The week-long saga came down to a game of brinkmanship, according to tycoon and mediator Allan Zeman.
It also sparked concerns over the role and capability of the Development Bureau in the transaction. The government was behind the retender decision, with TECL eventually winning the contract.
Addressing the matter on Sunday, Wong said: “We did not press either side because Hong Kong doesn’t work this way. We respect the spirit of contract.”
He added the bureau had promptly replied to media inquiries about the uncertain fate of the wheel after news of its shutdown broke.
“But then negotiations were still ongoing so the government didn’t want to take a strong stance which might also have brought talks between both sides to a standstill,” Wong explained.

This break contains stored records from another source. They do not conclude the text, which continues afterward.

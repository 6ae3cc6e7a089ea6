//! Guest export/import round trips and seek table checks.

use std::fs;

use proptest::prelude::*;
use vmdisk::archive::SeekTable;
use vmdisk::{DiskImageStatus, DiskOpsOptions, TerminaVmExportOperation, TerminaVmImportOperation};
use vmdisk_shared::constants::seekable::{MAX_FRAME_INPUT, SKIPPABLE_MAGIC};
use vmdisk_test_utils::{TestContext, drive_to_completion, image_bytes, sha256_hex, vm};

// ============================================================================
// HELPERS
// ============================================================================

/// Export `data` and return the container bytes plus the digest file text.
fn export(ctx: &TestContext, data: &[u8], io_limit: u64) -> (Vec<u8>, String) {
    let source = ctx.write_file("termina.img", data);
    let mut op = TerminaVmExportOperation::create(
        vm(),
        source,
        ctx.output("termina.zst"),
        Some(ctx.output("termina.sha256")),
        &DiskOpsOptions::default(),
    );
    assert_eq!(op.status(), DiskImageStatus::InProgress);
    assert_eq!(
        drive_to_completion(&mut op, io_limit),
        DiskImageStatus::Created
    );
    assert_eq!(op.progress(), 100);

    (
        fs::read(ctx.path("termina.zst")).unwrap(),
        fs::read_to_string(ctx.path("termina.sha256")).unwrap(),
    )
}

// ============================================================================
// ROUND TRIP
// ============================================================================

#[test]
fn export_then_import_reproduces_image() {
    let ctx = TestContext::new();
    let data = image_bytes(5 * MAX_FRAME_INPUT / 2);
    let (container, digest) = export(&ctx, &data, 64 * 1024);

    assert_eq!(digest, format!("{}\n", sha256_hex(&container)));

    let dest = ctx.path("restored/termina.img");
    fs::create_dir(ctx.path("restored")).unwrap();
    let mut op = TerminaVmImportOperation::create(
        vm(),
        ctx.open("termina.zst"),
        dest.clone(),
        &DiskOpsOptions::default(),
    );
    assert_eq!(
        drive_to_completion(&mut op, 64 * 1024),
        DiskImageStatus::Created
    );

    assert_eq!(fs::read(&dest).unwrap(), data);
    assert!(!ctx.path("restored/termina.img.import").exists());
}

#[test]
fn empty_image_round_trip() {
    let ctx = TestContext::new();
    let (container, _) = export(&ctx, b"", 1);

    // One empty frame keeps the container recognisable as zstd
    assert_eq!(&container[..4], &[0x28, 0xB5, 0x2F, 0xFD]);
    let table = SeekTable::read_from(&ctx.open("termina.zst")).unwrap();
    assert_eq!(table.len(), 1);
    assert_eq!(
        table.payload_size() as usize + table.encoded_len(),
        container.len()
    );

    let dest = ctx.path("restored/termina.img");
    fs::create_dir(ctx.path("restored")).unwrap();
    let mut op = TerminaVmImportOperation::create(
        vm(),
        ctx.open("termina.zst"),
        dest.clone(),
        &DiskOpsOptions::default(),
    );
    assert_eq!(op.status(), DiskImageStatus::InProgress);
    assert_eq!(drive_to_completion(&mut op, 1), DiskImageStatus::Created);

    assert_eq!(fs::metadata(&dest).unwrap().len(), 0);
    assert!(!ctx.path("restored/termina.img.import").exists());
}

#[test]
fn sparse_image_round_trip_keeps_size() {
    let ctx = TestContext::new();
    let len = 8 * 1024 * 1024;
    let source = ctx.sparse_file(
        "termina.img",
        len,
        &[
            (0, &b"bootsector"[..]),
            (3 * 1024 * 1024, &b"middle"[..]),
            (len - 4, &b"tail"[..]),
        ],
    );
    let original = fs::read(&source).unwrap();

    let mut export = TerminaVmExportOperation::create(
        vm(),
        source,
        ctx.output("termina.zst"),
        None,
        &DiskOpsOptions::default(),
    );
    assert_eq!(
        drive_to_completion(&mut export, 1 << 20),
        DiskImageStatus::Created
    );

    let dest = ctx.path("imported.img");
    let mut import = TerminaVmImportOperation::create(
        vm(),
        ctx.open("termina.zst"),
        dest.clone(),
        &DiskOpsOptions::default(),
    );
    assert_eq!(
        drive_to_completion(&mut import, 1 << 20),
        DiskImageStatus::Created
    );

    assert_eq!(fs::metadata(&dest).unwrap().len(), len);
    assert_eq!(fs::read(&dest).unwrap(), original);
}

// ============================================================================
// SEEK TABLE
// ============================================================================

#[test]
fn seek_table_covers_payload_exactly() {
    let ctx = TestContext::new();
    let data = image_bytes(3 * MAX_FRAME_INPUT + 77);
    let (container, _) = export(&ctx, &data, 1 << 20);

    let table = SeekTable::read_from(&ctx.open("termina.zst")).unwrap();
    assert_eq!(table.decompressed_size(), data.len() as u64);

    let trailer_start = table.payload_size() as usize;
    assert_eq!(
        &container[trailer_start..trailer_start + 4],
        &SKIPPABLE_MAGIC.to_le_bytes()
    );
    assert_eq!(container.len() - trailer_start, table.encoded_len());
}

#[test]
fn seek_table_allows_random_access() {
    let ctx = TestContext::new();
    let data = image_bytes(4 * MAX_FRAME_INPUT);
    export(&ctx, &data, 1 << 20);

    let file = ctx.open("termina.zst");
    let table = SeekTable::read_from(&file).unwrap();

    let offset = 2 * MAX_FRAME_INPUT as u64 + 100;
    let location = table.frame_for_offset(offset).unwrap();
    assert_eq!(location.index, 2);
    assert_eq!(location.decompressed_offset, 2 * MAX_FRAME_INPUT as u64);

    let frame = table.read_frame(&file, location.index).unwrap();
    let start = location.decompressed_offset as usize;
    assert_eq!(frame, &data[start..start + frame.len()]);
    assert!(table.frame_for_offset(data.len() as u64).is_none());
}

// ============================================================================
// PROGRESS
// ============================================================================

proptest! {
    #![proptest_config(ProptestConfig::with_cases(16))]

    #[test]
    fn export_progress_is_monotonic(
        len in 0usize..(3 * MAX_FRAME_INPUT),
        limits in prop::collection::vec(1u64..200_000, 1..8),
    ) {
        let ctx = TestContext::new();
        let source = ctx.write_file("termina.img", &image_bytes(len));
        let mut op = TerminaVmExportOperation::create(
            vm(),
            source,
            ctx.output("termina.zst"),
            None,
            &DiskOpsOptions::default(),
        );

        let mut last_processed = 0;
        let mut last_progress = 0;
        let mut step = 0;
        while op.status() == DiskImageStatus::InProgress {
            op.run(limits[step % limits.len()]).unwrap();
            step += 1;
            prop_assert!(op.processed_size() >= last_processed);
            prop_assert!(op.progress() >= last_progress);
            last_processed = op.processed_size();
            last_progress = op.progress();
        }

        prop_assert_eq!(op.status(), DiskImageStatus::Created);
        prop_assert_eq!(op.progress(), 100);
        prop_assert_eq!(op.processed_size(), 2 * len as u64);
    }
}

He said there were already terms in the transaction stating that the new tenant could run the facilities built by the former operator.
“We didn’t make it mandatory for the former operator to sell the facilities to its successor because the site was on a short-term lease and a clause like that might have driven away potential tenants,” Wong said.
With TECL on a three-year contract, long-term planning for Central Harbourfront was another issue that came under the spotlight during the wheel row. It was now unclear whether there would still be a wheel on the site after 2020.
Wong said by that year, when most of the land currently used as construction sites were returned to the government, the bureau would have a better chance to make long-term plans for the open waterfront space.
“If in the future, a wheel is still considered a good choice, we may have a larger and better one,” he said.